Wastewater recycling uses reverse osmosis (RO) membranes to produce freshwater but this process also generates a waste stream – the reverse osmosis concentrate (ROC) – which contains almost all the contaminants present in the original wastewater. The disposal of untreated ROC poses a health and environmental risk. This research used 18 samples of ROC to test various treatment combinations and concluded that coagulation with ferric chloride followed by filtration with biological activated carbon reduced dissolved organic carbon, phosphorus and nitrogen compounds, and disinfection by-products, to safe and acceptable levels.

Some wastewater treatment plants (WWTPs) use membrane bioreactors (MBR). These contain a microporous membrane which clarifies treated wastewater by removing microbial organisms. Wastewater must also be treated to remove nitrogen and phosphorus, which can act like uncontrolled fertilisers if they are released to the environment. Iron or aluminium salts added to the wastewater react with phosphorus and make solid particles which can be ‘caught’ and separated in the MBR. The problem is that the amounts of iron salts commonly added to some WWTPs foul the membrane and reduce its performance. This research used a laboratory-scale MBR to discover that lower amounts of specific iron salts effectively reduce phosphorus to levels that are safe to discharge while also reducing fouling and increasing the operating life of the membrane. Another conclusion was that ascorbic acid (vitamin C) cleaned iron-associated foulants from membranes more effectively than the conventional cleaning agent, citric acid.

Blue-green algae (cyanobacteria) reduce water quality especially when they bloom and form high numbers of cells which produce toxins, and taste and odour compounds. Most cyanobacteria photosynthesise and tend to grow and float at depths which optimise their exposure to sunlight, but an increase in unexplained occurrences of taste and odour compounds in reservoirs, and a bloom of benthic (bottom-living) cyanobacteria, forced the closure of a water supply. This research examined the role that bottom-living benthic cyanobacteria play in the production of toxins or taste and odour compounds. Seven DNA-based PCR tests were developed to identify benthic species of cyanobacteria and their capacity for producing toxins. A taste and odour compound, and two toxins were found in winter and spring in an SA reservoir, whereas a different taste and odour compound and toxin assemblage were found in summer and autumn in a reservoir in NSW. These results will help water suppliers to anticipate and manage future aesthetic or toxin issues related to benthic cyanobacteria.

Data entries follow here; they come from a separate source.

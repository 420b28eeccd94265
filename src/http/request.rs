//! Request identification.
//!
//! # Responsibilities
//! - Generate a unique request ID (UUID v4) for every request
//! - Expose the ID to handlers and middleware for log correlation
//!
//! # Design Decisions
//! - Request ID added as early as possible for tracing
//! - A client-supplied `x-request-id` is kept, not replaced

use axum::http::{HeaderName, Request};
use tower_http::request_id::{MakeRequestId, RequestId};
use uuid::Uuid;

/// Header carrying the request ID.
pub const X_REQUEST_ID: HeaderName = HeaderName::from_static("x-request-id");

/// Generates UUID v4 request IDs for `SetRequestIdLayer`.
#[derive(Debug, Clone, Copy, Default)]
pub struct MakeRequestUuid;

impl MakeRequestId for MakeRequestUuid {
    fn make_request_id<B>(&mut self, _request: &Request<B>) -> Option<RequestId> {
        let id = Uuid::new_v4().to_string();
        id.parse().ok().map(RequestId::new)
    }
}

/// Read access to the request ID header.
pub trait RequestIdExt {
    /// The request ID, or `"unknown"` when none was assigned.
    fn request_id(&self) -> &str;
}

impl<B> RequestIdExt for Request<B> {
    fn request_id(&self) -> &str {
        self.headers()
            .get(&X_REQUEST_ID)
            .and_then(|value| value.to_str().ok())
            .unwrap_or("unknown")
    }
}
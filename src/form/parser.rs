//! Form body decoding.
//!
//! # Responsibilities
//! - Decode `multipart/form-data` (via multer) and urlencoded bodies
//! - Group values and files by field name, keeping per-name order
//! - Keep uploaded files in memory up to the configured budget, spill the
//!   rest to temporary files
//! - Remove temporary files on request
//!
//! # Design Decisions
//! - Text values share a separate budget of `memory_limit + 10 MiB`
//! - A file is spilled as a whole once it would overflow the remaining
//!   in-memory budget; spilled files do not consume that budget
//! - Temp files delete themselves on drop, so an abandoned parse leaves
//!   nothing behind; `remove_all` is the explicit, checked path

use std::collections::HashMap;
use std::io;
use std::path::Path;

use axum::body::Body;
use bytes::{Bytes, BytesMut};
use futures_util::StreamExt;
use tempfile::NamedTempFile;
use tokio::io::{AsyncRead, AsyncWriteExt};

use crate::config::FormConfig;
use crate::form::error::{ConvertError, ParseError};
use crate::form::gate::FormKind;

/// Extra in-memory allowance for non-file parts on top of `memory_limit`.
const VALUE_ALLOWANCE: u64 = 10 * 1024 * 1024;

const SPILL_PREFIX: &str = "form2json-";

/// A decoded form: text values and uploaded files by field name.
#[derive(Debug, Default)]
pub struct FormData {
    pub values: HashMap<String, Vec<String>>,
    pub files: HashMap<String, Vec<FileHeader>>,
}

/// An uploaded file and where its content lives.
#[derive(Debug)]
pub struct FileHeader {
    pub file_name: String,
    pub content_type: Option<String>,
    pub size: u64,
    content: FileContent,
}

#[derive(Debug)]
enum FileContent {
    Memory(Bytes),
    Disk(NamedTempFile),
}

impl FileHeader {
    pub fn in_memory(file_name: impl Into<String>, content_type: Option<String>, data: Bytes) -> Self {
        Self {
            file_name: file_name.into(),
            content_type,
            size: data.len() as u64,
            content: FileContent::Memory(data),
        }
    }

    /// Whether the content was written to a temporary file.
    pub fn is_spilled(&self) -> bool {
        matches!(self.content, FileContent::Disk(_))
    }

    /// Path of the temporary file backing this upload, if spilled.
    pub fn spill_path(&self) -> Option<&Path> {
        match &self.content {
            FileContent::Disk(tmp) => Some(tmp.path()),
            FileContent::Memory(_) => None,
        }
    }

    /// Open the file content for reading from the start.
    pub async fn open(&self) -> io::Result<Box<dyn AsyncRead + Send + Unpin>> {
        match &self.content {
            FileContent::Memory(data) => Ok(Box::new(io::Cursor::new(data.clone()))),
            FileContent::Disk(tmp) => {
                let file = tokio::fs::File::open(tmp.path()).await?;
                Ok(Box::new(file))
            }
        }
    }
}

impl FormData {
    /// Decode a request body of the given kind.
    ///
    /// `content_type` is the raw `Content-Type` header; multipart bodies take
    /// their boundary from it. The body is consumed.
    pub async fn parse(
        body: Body,
        content_type: &str,
        kind: FormKind,
        config: &FormConfig,
    ) -> Result<Self, ConvertError> {
        match kind {
            FormKind::UrlEncoded => Ok(Self::parse_urlencoded(body, config.max_form_size).await?),
            FormKind::Multipart => Self::parse_multipart(body, content_type, config).await,
        }
    }

    async fn parse_urlencoded(body: Body, limit: usize) -> Result<Self, ParseError> {
        let mut stream = body.into_data_stream();
        let mut raw = BytesMut::new();
        while let Some(chunk) = stream.next().await {
            let chunk = chunk?;
            if raw.len() + chunk.len() > limit {
                return Err(ParseError::TooLarge { limit });
            }
            raw.extend_from_slice(&chunk);
        }

        let pairs: Vec<(String, String)> = serde_urlencoded::from_bytes(&raw)?;
        let mut form = FormData::default();
        for (name, value) in pairs {
            form.values.entry(name).or_default().push(value);
        }
        Ok(form)
    }

    async fn parse_multipart(
        body: Body,
        content_type: &str,
        config: &FormConfig,
    ) -> Result<Self, ConvertError> {
        let boundary = multer::parse_boundary(content_type).map_err(ParseError::from)?;
        let mut multipart = multer::Multipart::new(body.into_data_stream(), boundary);

        let mut form = FormData::default();
        let mut file_budget = config.memory_budget();
        let value_limit = file_budget.saturating_add(VALUE_ALLOWANCE);
        let mut value_budget = value_limit;

        while let Some(mut field) = multipart.next_field().await.map_err(ParseError::from)? {
            let name = match field.name() {
                Some(name) if !name.is_empty() => name.to_owned(),
                _ => continue,
            };
            let file_name = field
                .file_name()
                .filter(|file_name| !file_name.is_empty())
                .map(str::to_owned);

            let Some(file_name) = file_name else {
                let mut data = BytesMut::new();
                while let Some(chunk) = field.chunk().await.map_err(ParseError::from)? {
                    value_budget = value_budget.checked_sub(chunk.len() as u64).ok_or(
                        ParseError::TooLarge {
                            limit: usize::try_from(value_limit).unwrap_or(usize::MAX),
                        },
                    )?;
                    data.extend_from_slice(&chunk);
                }
                form.values
                    .entry(name)
                    .or_default()
                    .push(String::from_utf8_lossy(&data).into_owned());
                continue;
            };

            let content_type = field.content_type().map(|mime| mime.to_string());
            let (content, size) =
                read_file(&mut field, &mut file_budget, config.temp_dir.as_deref()).await?;

            if matches!(content, FileContent::Disk(_)) {
                tracing::debug!(field = %name, file_name = %file_name, size, "Spilled upload to disk");
            }

            form.files.entry(name).or_default().push(FileHeader {
                file_name,
                content_type,
                size,
                content,
            });
        }

        Ok(form)
    }

    /// Number of uploaded files kept in temporary files.
    pub fn spilled_count(&self) -> usize {
        self.files.values().flatten().filter(|file| file.is_spilled()).count()
    }

    /// Delete every temporary file created while parsing.
    ///
    /// All files are attempted; the first failure is returned.
    pub fn remove_all(self) -> io::Result<()> {
        let mut first_err = None;
        for file in self.files.into_values().flatten() {
            if let FileContent::Disk(tmp) = file.content {
                if let Err(e) = tmp.close() {
                    first_err.get_or_insert(e);
                }
            }
        }
        first_err.map_or(Ok(()), Err)
    }
}

/// Read one file part, in memory while it fits `budget`, spilled otherwise.
async fn read_file(
    field: &mut multer::Field<'_>,
    budget: &mut u64,
    temp_dir: Option<&Path>,
) -> Result<(FileContent, u64), ConvertError> {
    let mut buffered = BytesMut::new();
    let mut size: u64 = 0;

    while let Some(chunk) = field.chunk().await.map_err(ParseError::from)? {
        size += chunk.len() as u64;
        if size > *budget {
            let tmp = spill(field, &buffered, &chunk, &mut size, temp_dir).await?;
            return Ok((FileContent::Disk(tmp), size));
        }
        buffered.extend_from_slice(&chunk);
    }

    *budget -= size;
    Ok((FileContent::Memory(buffered.freeze()), size))
}

/// Move an oversized upload to a temporary file and stream the rest of it there.
async fn spill(
    field: &mut multer::Field<'_>,
    buffered: &[u8],
    pending: &[u8],
    size: &mut u64,
    temp_dir: Option<&Path>,
) -> Result<NamedTempFile, ConvertError> {
    let mut builder = tempfile::Builder::new();
    builder.prefix(SPILL_PREFIX);
    let tmp = match temp_dir {
        Some(dir) => builder.tempfile_in(dir),
        None => builder.tempfile(),
    }
    .map_err(ConvertError::Spill)?;

    let handle = tmp.as_file().try_clone().map_err(ConvertError::Spill)?;
    let mut file = tokio::fs::File::from_std(handle);
    file.write_all(buffered).await.map_err(ConvertError::Spill)?;
    file.write_all(pending).await.map_err(ConvertError::Spill)?;

    while let Some(chunk) = field.chunk().await.map_err(ParseError::from)? {
        *size += chunk.len() as u64;
        file.write_all(&chunk).await.map_err(ConvertError::Spill)?;
    }
    file.flush().await.map_err(ConvertError::Spill)?;

    Ok(tmp)
}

Cyanobacterial blooms are a major problem for reservoir managers because of the large numbers of cells and the toxins they contain. These blue-green algae blooms have traditionally been treated with the algaecide copper sulphate, but this was expensive and unsustainable because it killed non-target species and left residual contaminants. This research examined and rejected alternatives: other copper-based algaecides, hydrogen peroxide, substances that trap cyanobacterial-growth supporting nutrients on the floor of the reservoir, and mechanical surface mixers. Laboratory experiments that tested the ability of ultrasound to prevent the photosynthetic cyanobacteria from floating at the depth that optimises light absorption were initially promising because the ultrasound reduced photosynthesis and metabolism and the blue-green algae died. Unfortunately, when an ultrasound system was deployed in a reservoir, the much larger volume of water attenuated and ‘absorbed’ the low-power ultrasound and led to the conclusion that sustainable, environmentally friendly levels of ultrasound do not provide effective control of blue-green algae. This rigorously conducted scientific study has generated useful information about methods which do not work, and resources can now be directed to promising new innovations.

This research has provided the most comprehensive account of the geographical distribution of blue-green algae (cyanobacteria), and the toxins they produce, in Australia. The blue-green algae cells were collected and stored. This collection now forms a valuable national asset which is particularly valuable for managing the complex array of factors that affect the accurate assessment of risk posed by any one algal bloom. Not all cyanobacteria produce toxins, and the identification of species and the presence of toxin is an important step in the decision-making process necessary to produce high quality, safe water. This research led to some notable conclusions; one being that a traditional method that uses cell-shape to identify algal species is unreliable, and also that the number of cyanobacterial cells does not necessarily correlate to the amount of toxin in source waters. Five laboratory tests were reviewed and it was found that tests for cylindrospermopsin were reliable, but tests for microcystin and saxitoxins differed as to the amount they measured, although they reliably identified the presence or absence of toxin. Problem cyanobacteria species are ubiquitous in Australia and if climatic events create favourable conditions, blooms can occur in unexpected locations.